IS BEETHOVEN REALLY BETTER IN BED THAN YOUR LOVER?

Is Beethoven really sexier in bed than your lover...? Before dismissing the question as absurd or offensive, first check with the neuroscientists at McGill University. In their discipline's relentless search for what chemicals help make us who and what we are, they studied the brain responses of their volunteers' favorite instrumental music.

Scans monitored the brains while playing everything from rock to bagpipes, from punk to Beethoven. They revealed that during particularly thrilling moments of the music, the striatum region of the brain releases that ever-popular, much-beloved neurochemical dopamine. The very same marquee-flashing chemical that gives rise to the pleasure we get from eating, drinking, drugs and sex.

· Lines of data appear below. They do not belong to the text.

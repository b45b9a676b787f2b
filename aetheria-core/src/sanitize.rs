//! HTML sanitization for oracle-returned text.
//!
//! The oracle echoes learner-controlled content back as renderable HTML, so
//! everything it returns passes through a whitelist filter before it is
//! persisted or displayed: a small set of formatting tags survives (with all
//! attributes stripped), script/style/iframe elements are removed along with
//! their contents, and every other tag is deleted while its inner text is
//! kept.

use std::sync::LazyLock;

use regex::Regex;

/// Tags allowed through the filter. Attributes are always stripped, which
/// also removes event handlers and `javascript:` URLs.
const ALLOWED_TAGS: [&str; 10] = ["p", "br", "strong", "em", "ul", "ol", "li", "b", "i", "u"];

static COMMENT_RE: LazyLock<Regex> =
    LazyLock::new(|| Regex::new(r"(?s)<!--.*?-->").unwrap());

static SCRIPT_RE: LazyLock<Regex> =
    LazyLock::new(|| Regex::new(r"(?is)<script\b[^>]*>.*?</script\s*>").unwrap());

static STYLE_RE: LazyLock<Regex> =
    LazyLock::new(|| Regex::new(r"(?is)<style\b[^>]*>.*?</style\s*>").unwrap());

static IFRAME_RE: LazyLock<Regex> =
    LazyLock::new(|| Regex::new(r"(?is)<iframe\b[^>]*>.*?</iframe\s*>").unwrap());

static TAG_RE: LazyLock<Regex> =
    LazyLock::new(|| Regex::new(r"(?i)<\s*(/?)\s*([a-zA-Z][a-zA-Z0-9]*)\b[^>]*>").unwrap());

/// Sanitize an HTML fragment down to the allowed tag subset.
///
/// Idempotent: the filter runs to a fixpoint, so the output only contains
/// canonical lowercase tags from the whitelist and sanitizing twice returns
/// the same string.
pub fn sanitize_html(input: &str) -> String {
    // Deleting a disallowed tag splices its surroundings together, which can
    // assemble a new tag the earlier passes never saw ("<<div>script>" loses
    // the div and becomes "<script>"). Each pass only removes or
    // canonicalizes text, so iterating terminates.
    let mut current = input.to_string();
    loop {
        let next = sanitize_once(&current);
        if next == current {
            return next;
        }
        current = next;
    }
}

fn sanitize_once(input: &str) -> String {
    let without_comments = COMMENT_RE.replace_all(input, "");
    let without_scripts = SCRIPT_RE.replace_all(&without_comments, "");
    let without_styles = STYLE_RE.replace_all(&without_scripts, "");
    let without_iframes = IFRAME_RE.replace_all(&without_styles, "");

    TAG_RE
        .replace_all(&without_iframes, |caps: &regex::Captures| {
            let closing = !caps[1].is_empty();
            let name = caps[2].to_lowercase();
            if ALLOWED_TAGS.contains(&name.as_str()) {
                if closing {
                    format!("</{}>", name)
                } else {
                    format!("<{}>", name)
                }
            } else {
                String::new()
            }
        })
        .into_owned()
}

/// Sanitize plain text input: removes angle brackets, quotes, and NUL bytes,
/// then trims. Used for author-supplied names that never render as HTML.
pub fn sanitize_plain_text(input: &str) -> String {
    input
        .chars()
        .filter(|c| !matches!(c, '<' | '>' | '"' | '\'' | '\0'))
        .collect::<String>()
        .trim()
        .to_string()
}

#[cfg(test)]
mod tests {
    use super::*;

    // ==================== HTML Sanitization Tests ====================

    #[test]
    fn allowed_tags_survive() {
        let input = "<p>Keep <strong>this</strong> and <em>that</em></p>";
        assert_eq!(sanitize_html(input), input);
    }

    #[test]
    fn script_elements_are_removed_with_content() {
        let input = "before<script>alert('x')</script>after";
        assert_eq!(sanitize_html(input), "beforeafter");
    }

    #[test]
    fn iframe_elements_are_removed_with_content() {
        let input = "a<iframe src=\"https://evil.example\">inner</iframe>b";
        assert_eq!(sanitize_html(input), "ab");
    }

    #[test]
    fn attributes_are_stripped_from_allowed_tags() {
        let input = "<p onclick=\"steal()\" class=\"x\">hi</p>";
        assert_eq!(sanitize_html(input), "<p>hi</p>");
    }

    #[test]
    fn javascript_urls_disappear_with_the_anchor() {
        let input = "<a href=\"javascript:alert(1)\">click</a>";
        assert_eq!(sanitize_html(input), "click");
    }

    #[test]
    fn unknown_tags_are_dropped_but_text_kept() {
        let input = "<div><span>hello</span></div>";
        assert_eq!(sanitize_html(input), "hello");
    }

    #[test]
    fn comments_are_removed() {
        let input = "a<!-- sneaky <script> -->b";
        assert_eq!(sanitize_html(input), "ab");
    }

    #[test]
    fn tags_are_canonicalized_to_lowercase() {
        let input = "<P>Hi<BR></P>";
        assert_eq!(sanitize_html(input), "<p>Hi<br></p>");
    }

    #[test]
    fn plain_text_passes_through() {
        let input = "Fractions: 1/2 + 1/4 = 3/4";
        assert_eq!(sanitize_html(input), input);
    }

    #[test]
    fn spliced_tags_do_not_reassemble_into_script() {
        // Removing the inner div must not leave a live script element behind.
        let out = sanitize_html("<<div>script>alert(1)</<div>script>");
        assert!(!out.contains("<script"), "script survived: {:?}", out);
        assert_eq!(out, "");
    }

    #[test]
    fn nested_splice_cannot_smuggle_markup() {
        let out = sanitize_html("<scr<span>ipt>alert(1)</scr<span>ipt>");
        assert!(!out.contains('<'), "markup survived: {:?}", out);
    }

    #[test]
    fn sanitize_is_idempotent() {
        let inputs = [
            "<p>ok</p>",
            "<script>x</script><div>y</div>",
            "text with < stray bracket",
            "<UL><li onclick=x>item</li></UL>",
            "<iframe>z</iframe><b>bold</b>",
            "<<div>script>alert(1)</<div>script>",
            "<<span><span>b>text</b>",
        ];
        for input in inputs {
            let once = sanitize_html(input);
            let twice = sanitize_html(&once);
            assert_eq!(once, twice, "not idempotent for {:?}", input);
        }
    }

    // ==================== Plain Text Tests ====================

    #[test]
    fn plain_text_strips_dangerous_characters() {
        assert_eq!(sanitize_plain_text("name<b>'x'\0"), "namebx");
        assert_eq!(sanitize_plain_text("plain name"), "plain name");
    }

    #[test]
    fn plain_text_trims_whitespace() {
        assert_eq!(sanitize_plain_text("  hello  "), "hello");
    }
}
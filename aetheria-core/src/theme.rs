//! Presentation themes and their fixed vocabularies.
//!
//! Everything theme-dependent (labels, titles, artifact word banks) hangs off
//! the [`Theme`] enum through exhaustive matches, so adding a theme is a
//! compile-checked change rather than a string-keyed lookup.

use serde::{Deserialize, Serialize};

/// Supported presentation themes.
#[derive(Debug, Clone, Copy, PartialEq, Eq, Serialize, Deserialize)]
#[serde(rename_all = "lowercase")]
pub enum Theme {
    Fantasy,
    Scifi,
    Medieval,
    Modern,
}

/// Labels and titles for a theme.
#[derive(Debug, Clone, Copy, PartialEq, Eq)]
pub struct ThemeConfig {
    pub name: &'static str,
    pub teacher_title: &'static str,
    pub student_title: &'static str,
    pub realm_label: &'static str,
    pub quest_label: &'static str,
    pub archive_label: &'static str,
    pub oracle_label: &'static str,
    pub xp_label: &'static str,
}

impl Theme {
    /// All themes, in cycling order.
    pub const ALL: [Theme; 4] = [Theme::Fantasy, Theme::Scifi, Theme::Medieval, Theme::Modern];

    pub fn as_str(&self) -> &'static str {
        match self {
            Theme::Fantasy => "fantasy",
            Theme::Scifi => "scifi",
            Theme::Medieval => "medieval",
            Theme::Modern => "modern",
        }
    }

    /// Labels and titles for this theme.
    pub fn config(&self) -> ThemeConfig {
        match self {
            Theme::Fantasy => ThemeConfig {
                name: "High Fantasy",
                teacher_title: "Game Master",
                student_title: "Adventurer",
                realm_label: "Realm",
                quest_label: "Quest",
                archive_label: "Archives",
                oracle_label: "Oracle",
                xp_label: "Glory",
            },
            Theme::Scifi => ThemeConfig {
                name: "Cyberpunk",
                teacher_title: "Admin",
                student_title: "Operative",
                realm_label: "Sector",
                quest_label: "Mission",
                archive_label: "Database",
                oracle_label: "AI Core",
                xp_label: "Data",
            },
            Theme::Medieval => ThemeConfig {
                name: "Royal Court",
                teacher_title: "Lord",
                student_title: "Vassal",
                realm_label: "Domain",
                quest_label: "Decree",
                archive_label: "Library",
                oracle_label: "Council",
                xp_label: "Honor",
            },
            Theme::Modern => ThemeConfig {
                name: "Glass Classroom",
                teacher_title: "Teacher",
                student_title: "Student",
                realm_label: "Course",
                quest_label: "Assignment",
                archive_label: "Resources",
                oracle_label: "Evaluator",
                xp_label: "Points",
            },
        }
    }

    /// Artifact name prefixes for this theme.
    pub fn artifact_prefixes(&self) -> &'static [&'static str] {
        match self {
            Theme::Fantasy => &["Enchanted", "Mystical", "Ancient", "Ethereal", "Radiant"],
            Theme::Scifi => &["Quantum", "Neural", "Encrypted", "Holographic", "Plasma"],
            Theme::Medieval => &["Royal", "Noble", "Heraldic", "Forged", "Sacred"],
            Theme::Modern => &["Digital", "Smart", "Advanced", "Innovative", "Premium"],
        }
    }

    /// Artifact name suffixes for this theme.
    pub fn artifact_suffixes(&self) -> &'static [&'static str] {
        match self {
            Theme::Fantasy => &["Scroll", "Tome", "Crystal", "Rune", "Amulet"],
            Theme::Scifi => &["Chip", "Core", "Drive", "Matrix", "Protocol"],
            Theme::Medieval => &["Seal", "Banner", "Crown", "Chalice", "Sigil"],
            Theme::Modern => &["Badge", "Certificate", "Award", "Token", "Medal"],
        }
    }
}

impl Default for Theme {
    fn default() -> Self {
        Theme::Fantasy
    }
}

impl std::fmt::Display for Theme {
    fn fmt(&self, f: &mut std::fmt::Formatter<'_>) -> std::fmt::Result {
        write!(f, "{}", self.as_str())
    }
}

impl std::str::FromStr for Theme {
    type Err = String;

    fn from_str(s: &str) -> Result<Self, Self::Err> {
        match s {
            "fantasy" => Ok(Theme::Fantasy),
            "scifi" => Ok(Theme::Scifi),
            "medieval" => Ok(Theme::Medieval),
            "modern" => Ok(Theme::Modern),
            other => Err(format!("unknown theme: {}", other)),
        }
    }
}
//! Demo seeding command

use anyhow::Result;
use clap::{Args, Subcommand};
use tracing::info;

use aetheria_core::demo::{demo_profile, demo_quests, demo_realms};
use aetheria_core::ContentStore;

use crate::config::AetheriaConfig;

/// Demo arguments
#[derive(Args, Debug)]
pub struct DemoArgs {
    #[command(subcommand)]
    pub command: DemoCommands,
}

#[derive(Subcommand, Debug)]
pub enum DemoCommands {
    /// Write the demo world to the content store
    Seed {
        /// Overwrite existing content
        #[arg(long)]
        force: bool,
    },
}

pub async fn run(args: DemoArgs) -> Result<()> {
    let config = AetheriaConfig::load()?;
    let store = super::open_store(&config);

    match args.command {
        DemoCommands::Seed { force } => {
            if !force && !store.realms().await?.is_empty() {
                anyhow::bail!("store already has content; pass --force to overwrite");
            }

            let realms = demo_realms();
            let quests = demo_quests(&realms);
            store.put_realms(&realms).await?;
            store.put_quests(&quests).await?;
            store.put_profile(&demo_profile()).await?;

            info!(realms = realms.len(), quests = quests.len(), "demo seeded");
            println!(
                "Seeded {} realms and {} quests. Try `aetheria quest list`.",
                realms.len(),
                quests.len()
            );
            Ok(())
        }
    }
}
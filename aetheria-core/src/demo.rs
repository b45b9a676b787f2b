//! Seeded demo world for exploring a fresh install.
//!
//! Three realms with quests in mixed states and a level-2 student profile,
//! so the quest lists, attunement flow, and profile view all have something
//! to show before any real content exists.

use crate::types::{Artifact, Quest, QuestStatus, QuestType, Rarity, Realm, Role, UserProfile};
use chrono::Utc;
use uuid::Uuid;

/// Identifier of the demo student profile.
pub const DEMO_STUDENT_ID: &str = "demo-student";

/// Three demo realms covering distinct subjects.
pub fn demo_realms() -> Vec<Realm> {
    vec![
        Realm::new(
            "Mathematics Archipelago",
            "A mystical chain of islands where numbers come alive and equations \
             dance in the wind. Master the ancient arts of algebra and geometry.",
            "#3b82f6",
        ),
        Realm::new(
            "Science Citadel",
            "A towering fortress of discovery where physics, chemistry, and \
             biology converge. Conduct experiments and unlock the secrets of \
             the natural world.",
            "#10b981",
        ),
        Realm::new(
            "Literature Labyrinth",
            "An ever-shifting maze of stories and poems. Navigate through \
             classic tales and modern narratives to find your way to literary \
             mastery.",
            "#8b5cf6",
        ),
    ]
}

/// Demo quests distributed over the given realms, in mixed states.
///
/// Realms beyond the first three are ignored; fewer realms get fewer quests.
pub fn demo_quests(realms: &[Realm]) -> Vec<Quest> {
    let mut quests = Vec::new();

    if let Some(math) = realms.first() {
        quests.push(Quest::new(
            math.id,
            "The Equation Enigma",
            "Ancient scrolls have been discovered containing mysterious \
             equations. Solve them to unlock the first portal of the \
             Mathematics Archipelago.",
            QuestType::Standard,
            50,
        ));
        let mut guardians = Quest::new(
            math.id,
            "Geometric Guardians",
            "Three geometric guardians block your path. Answer their riddles \
             about shapes, angles, and transformations to proceed.",
            QuestType::Standard,
            75,
        );
        guardians.status = QuestStatus::Locked;
        quests.push(guardians);
    }

    if let Some(science) = realms.get(1) {
        quests.push(Quest::new(
            science.id,
            "Chemistry Conundrum",
            "The Citadel's laboratory needs your help! Balance chemical \
             equations and identify compounds to restore order to the \
             Science Citadel.",
            QuestType::Standard,
            100,
        ));
    }

    if let Some(literature) = realms.get(2) {
        quests.push(Quest::new(
            literature.id,
            "Tale of Two Poets",
            "Compare and contrast two famous poems from different eras. \
             Analyze their themes, structures, and historical contexts.",
            QuestType::Boss,
            150,
        ));
    }

    quests
}

/// A level-2 student profile with one common artifact already earned.
pub fn demo_profile() -> UserProfile {
    let mut profile = UserProfile::new(DEMO_STUDENT_ID, "Explorer", Role::Student);
    profile.xp = 125;
    profile.level = 2;
    profile.artifacts.push(Artifact {
        id: Uuid::new_v4(),
        name: "Beginner's Compass".to_string(),
        description: "A mystical compass that guides new adventurers through \
                      their first quests."
            .to_string(),
        rarity: Rarity::Common,
        earned_at: Utc::now(),
        quest_id: Uuid::new_v4(),
    });
    profile
}
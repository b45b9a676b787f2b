//! Content store: key-value persistence for realms, quests, submissions,
//! crystals, and the profile.
//!
//! Collections are read and replaced wholesale under the single-writer
//! assumption: every operation loads the full list, produces a new one, and
//! writes it back. The trait keeps the progression controller testable
//! without touching the filesystem.

mod json;
mod memory;

use async_trait::async_trait;

use crate::error::StoreError;
use crate::types::{KnowledgeCrystal, Quest, Realm, Submission, UserProfile};

pub use json::JsonStore;
pub use memory::MemoryStore;

/// Storage operations for the aetheria content collections.
#[async_trait]
pub trait ContentStore: Send + Sync {
    /// All realms.
    async fn realms(&self) -> Result<Vec<Realm>, StoreError>;

    /// Replace the realm collection.
    async fn put_realms(&self, realms: &[Realm]) -> Result<(), StoreError>;

    /// All quests.
    async fn quests(&self) -> Result<Vec<Quest>, StoreError>;

    /// Replace the quest collection.
    async fn put_quests(&self, quests: &[Quest]) -> Result<(), StoreError>;

    /// All submissions.
    async fn submissions(&self) -> Result<Vec<Submission>, StoreError>;

    /// Replace the submission collection.
    async fn put_submissions(&self, submissions: &[Submission]) -> Result<(), StoreError>;

    /// All knowledge crystals.
    async fn crystals(&self) -> Result<Vec<KnowledgeCrystal>, StoreError>;

    /// Replace the crystal collection.
    async fn put_crystals(&self, crystals: &[KnowledgeCrystal]) -> Result<(), StoreError>;

    /// The active profile, if one exists.
    async fn profile(&self) -> Result<Option<UserProfile>, StoreError>;

    /// Replace the active profile.
    async fn put_profile(&self, profile: &UserProfile) -> Result<(), StoreError>;
}
//! aetheria-core: Core library for the Aetheria quest progression engine
//!
//! This crate provides the foundational components for Aetheria:
//!
//! - **Domain types** - [`Realm`], [`Quest`], [`Submission`], [`KnowledgeCrystal`],
//!   [`Artifact`], and [`UserProfile`]
//! - **Leveling engine** - [`leveling`] for the pure XP-to-level/title mapping
//! - **Evaluation oracle** - [`EvaluationOracle`] trait with [`OllamaOracle`]
//!   (local model over HTTP) and a scriptable [`MockOracle`] for tests
//! - **Content store** - [`ContentStore`] trait with [`MemoryStore`] and the
//!   file-backed [`JsonStore`]
//! - **Progression** - [`ProgressionController`] running the full submission
//!   workflow: evaluation, XP award, artifacts, and the redemption path
//! - **Transfer** - [`ExportPackage`] for moving curriculum between installs
//!
//! # Quick Start
//!
//! ```no_run
//! use std::sync::Arc;
//! use aetheria_core::{
//!     ContentStore, MemoryStore, MockOracle, ProgressionController, Quest, QuestType, Theme,
//! };
//! use uuid::Uuid;
//!
//! # async fn example() -> Result<(), Box<dyn std::error::Error>> {
//! let store = Arc::new(MemoryStore::new());
//! let oracle = Arc::new(MockOracle::new());
//! oracle.queue_score(92, "Excellent reasoning throughout.");
//!
//! let quest = Quest::new(Uuid::new_v4(), "Fractions", "Add them", QuestType::Standard, 100);
//! store.put_quests(&[quest.clone()]).await?;
//!
//! let controller = ProgressionController::new(store, oracle, Theme::Fantasy);
//! let outcome = controller.submit(quest.id, "student-1", "1/2 + 1/4 = 3/4").await?;
//! println!("{outcome:?}");
//! # Ok(())
//! # }
//! ```

pub mod demo;
pub mod error;
pub mod export;
pub mod leveling;
pub mod oracle;
pub mod progression;
pub mod retry;
pub mod sanitize;
pub mod store;
pub mod theme;
pub mod types;

// Re-export key types for convenience
pub use error::{ImportError, OracleError, ProgressionError, StoreError};
pub use export::{import_package, ExportPackage, PACKAGE_VERSION};
pub use oracle::{
    Evaluation, EvaluationOracle, MockOracle, OllamaOracle, QuestDraft, DEFAULT_ORACLE_MODEL,
    DEFAULT_ORACLE_URL,
};
pub use progression::{
    LevelUp, ProgressionController, QuestOutcome, ARTIFACT_THRESHOLD, PASS_THRESHOLD,
};
pub use store::{ContentStore, JsonStore, MemoryStore};
pub use theme::{Theme, ThemeConfig};
pub use types::{
    Artifact, AvatarCustomization, KnowledgeCrystal, Position, Quest, QuestStatus, QuestType,
    Rarity, Realm, Role, Submission, UserProfile,
};
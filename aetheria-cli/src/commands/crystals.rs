//! Knowledge crystal listing

use anyhow::Result;
use clap::{Args, Subcommand};
use comfy_table::presets::UTF8_FULL_CONDENSED;
use comfy_table::{Cell, Color, ContentArrangement, Table};

use aetheria_core::ContentStore;

use crate::config::AetheriaConfig;

/// Crystal listing arguments
#[derive(Args, Debug)]
pub struct CrystalsArgs {
    #[command(subcommand)]
    pub command: CrystalsCommands,
}

#[derive(Subcommand, Debug)]
pub enum CrystalsCommands {
    /// List all knowledge crystals
    List,
}

pub async fn run(args: CrystalsArgs) -> Result<()> {
    let config = AetheriaConfig::load()?;
    let store = super::open_store(&config);

    match args.command {
        CrystalsCommands::List => {
            let crystals = store.crystals().await?;
            if crystals.is_empty() {
                println!("No knowledge crystals yet.");
                return Ok(());
            }

            let mut table = Table::new();
            table.load_preset(UTF8_FULL_CONDENSED);
            table.set_content_arrangement(ContentArrangement::Dynamic);
            table.set_header(vec![
                Cell::new("Id").fg(Color::Cyan),
                Cell::new("Title").fg(Color::Cyan),
                Cell::new("Attuned").fg(Color::Cyan),
            ]);
            for crystal in &crystals {
                table.add_row(vec![
                    Cell::new(crystal.id),
                    Cell::new(&crystal.title),
                    Cell::new(if crystal.is_attuned { "yes" } else { "no" }),
                ]);
            }
            println!("{table}");
            Ok(())
        }
    }
}
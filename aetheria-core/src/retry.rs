//! Generic exponential-backoff retry for fallible async operations.

use std::future::Future;
use std::time::Duration;

use tracing::warn;

/// Default number of total attempts (the first call counts as attempt 1).
pub const DEFAULT_MAX_ATTEMPTS: u32 = 3;

/// Default base delay before the first retry.
pub const DEFAULT_BASE_DELAY: Duration = Duration::from_secs(1);

/// Run `operation`, retrying on failure with exponential backoff.
///
/// Makes up to `max_attempts` total attempts; the delay before attempt `i`
/// (1-indexed, i >= 2) is `base_delay * 2^(i-2)`. The final attempt's error
/// propagates unmodified. No jitter, no cancellation.
pub async fn retry_with_backoff<T, E, F, Fut>(
    mut operation: F,
    max_attempts: u32,
    base_delay: Duration,
) -> Result<T, E>
where
    F: FnMut() -> Fut,
    Fut: Future<Output = Result<T, E>>,
    E: std::fmt::Display,
{
    let mut attempt: u32 = 1;
    loop {
        match operation().await {
            Ok(value) => return Ok(value),
            Err(err) if attempt < max_attempts => {
                let delay = base_delay * 2u32.pow(attempt - 1);
                warn!(
                    attempt,
                    delay_ms = delay.as_millis() as u64,
                    error = %err,
                    "operation failed, retrying"
                );
                tokio::time::sleep(delay).await;
                attempt += 1;
            }
            Err(err) => return Err(err),
        }
    }
}

#[cfg(test)]
mod tests {
    use super::*;
    use std::sync::Arc;
    use std::sync::atomic::{AtomicU32, Ordering};
    use std::time::Instant;

    #[tokio::test]
    async fn success_on_first_attempt_calls_once() {
        let calls = Arc::new(AtomicU32::new(0));
        let counter = calls.clone();

        let result: Result<u32, String> = retry_with_backoff(
            move || {
                let counter = counter.clone();
                async move {
                    counter.fetch_add(1, Ordering::SeqCst);
                    Ok(42)
                }
            },
            3,
            Duration::from_millis(1),
        )
        .await;

        assert_eq!(result.unwrap(), 42);
        assert_eq!(calls.load(Ordering::SeqCst), 1);
    }

    #[tokio::test]
    async fn success_on_second_attempt_calls_twice() {
        let calls = Arc::new(AtomicU32::new(0));
        let counter = calls.clone();

        let result: Result<&str, String> = retry_with_backoff(
            move || {
                let counter = counter.clone();
                async move {
                    if counter.fetch_add(1, Ordering::SeqCst) == 0 {
                        Err("transient".to_string())
                    } else {
                        Ok("recovered")
                    }
                }
            },
            3,
            Duration::from_millis(1),
        )
        .await;

        assert_eq!(result.unwrap(), "recovered");
        assert_eq!(calls.load(Ordering::SeqCst), 2);
    }

    #[tokio::test]
    async fn exhausted_attempts_return_last_error() {
        let calls = Arc::new(AtomicU32::new(0));
        let counter = calls.clone();

        let result: Result<(), String> = retry_with_backoff(
            move || {
                let counter = counter.clone();
                async move {
                    let n = counter.fetch_add(1, Ordering::SeqCst);
                    Err(format!("failure {}", n + 1))
                }
            },
            3,
            Duration::from_millis(1),
        )
        .await;

        assert_eq!(calls.load(Ordering::SeqCst), 3);
        assert_eq!(result.unwrap_err(), "failure 3");
    }

    #[tokio::test]
    async fn backoff_delays_are_exponential() {
        let calls = Arc::new(AtomicU32::new(0));
        let counter = calls.clone();
        let start = Instant::now();

        // Two failures before success: delays of 10ms then 20ms.
        let result: Result<(), String> = retry_with_backoff(
            move || {
                let counter = counter.clone();
                async move {
                    counter.fetch_add(1, Ordering::SeqCst);
                    Err("always".to_string())
                }
            },
            3,
            Duration::from_millis(10),
        )
        .await;

        assert!(result.is_err());
        assert!(
            start.elapsed() >= Duration::from_millis(30),
            "elapsed only {:?}",
            start.elapsed()
        );
    }

    #[tokio::test]
    async fn single_attempt_never_sleeps() {
        let start = Instant::now();
        let result: Result<(), String> = retry_with_backoff(
            || async { Err("once".to_string()) },
            1,
            Duration::from_secs(10),
        )
        .await;

        assert!(result.is_err());
        assert!(start.elapsed() < Duration::from_secs(1));
    }
}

No denying the satisfaction these scientists got from this discovery. No denying such neuroscientific discoveries help us map the brain. But there are those who will deny the brain is the mind, and the mind is the brain. Which seems to place them in science's own favorite role: skeptic.

This skepticism is found among philosophers, theologians, poets, mystics, clergy, not to mention passionate lovers who don't often think of their mate as a galaxy of churning dopamine.

However, Harvard neurologist Gottfried Schlaug was so impressed with the McGill study, he said toe USA Today: "This really nails it!"

The thought here is, nails what...? That what we are, is to be found in our brain? That whatever energizes our brain is chemical in nature? That we can be best understood in terms of our measurable brain activities?

With apologies, these are not new questions on this blogsite. They have mostly been answered by those who explain, "Science is not the enemy, simply the source of new and useful physiologic information." Which is perfectly correct! Science deals with physiology like the brain. It requires other disciplines to deal with the non-physical like: the mind. the spirit. the psyche. the soul.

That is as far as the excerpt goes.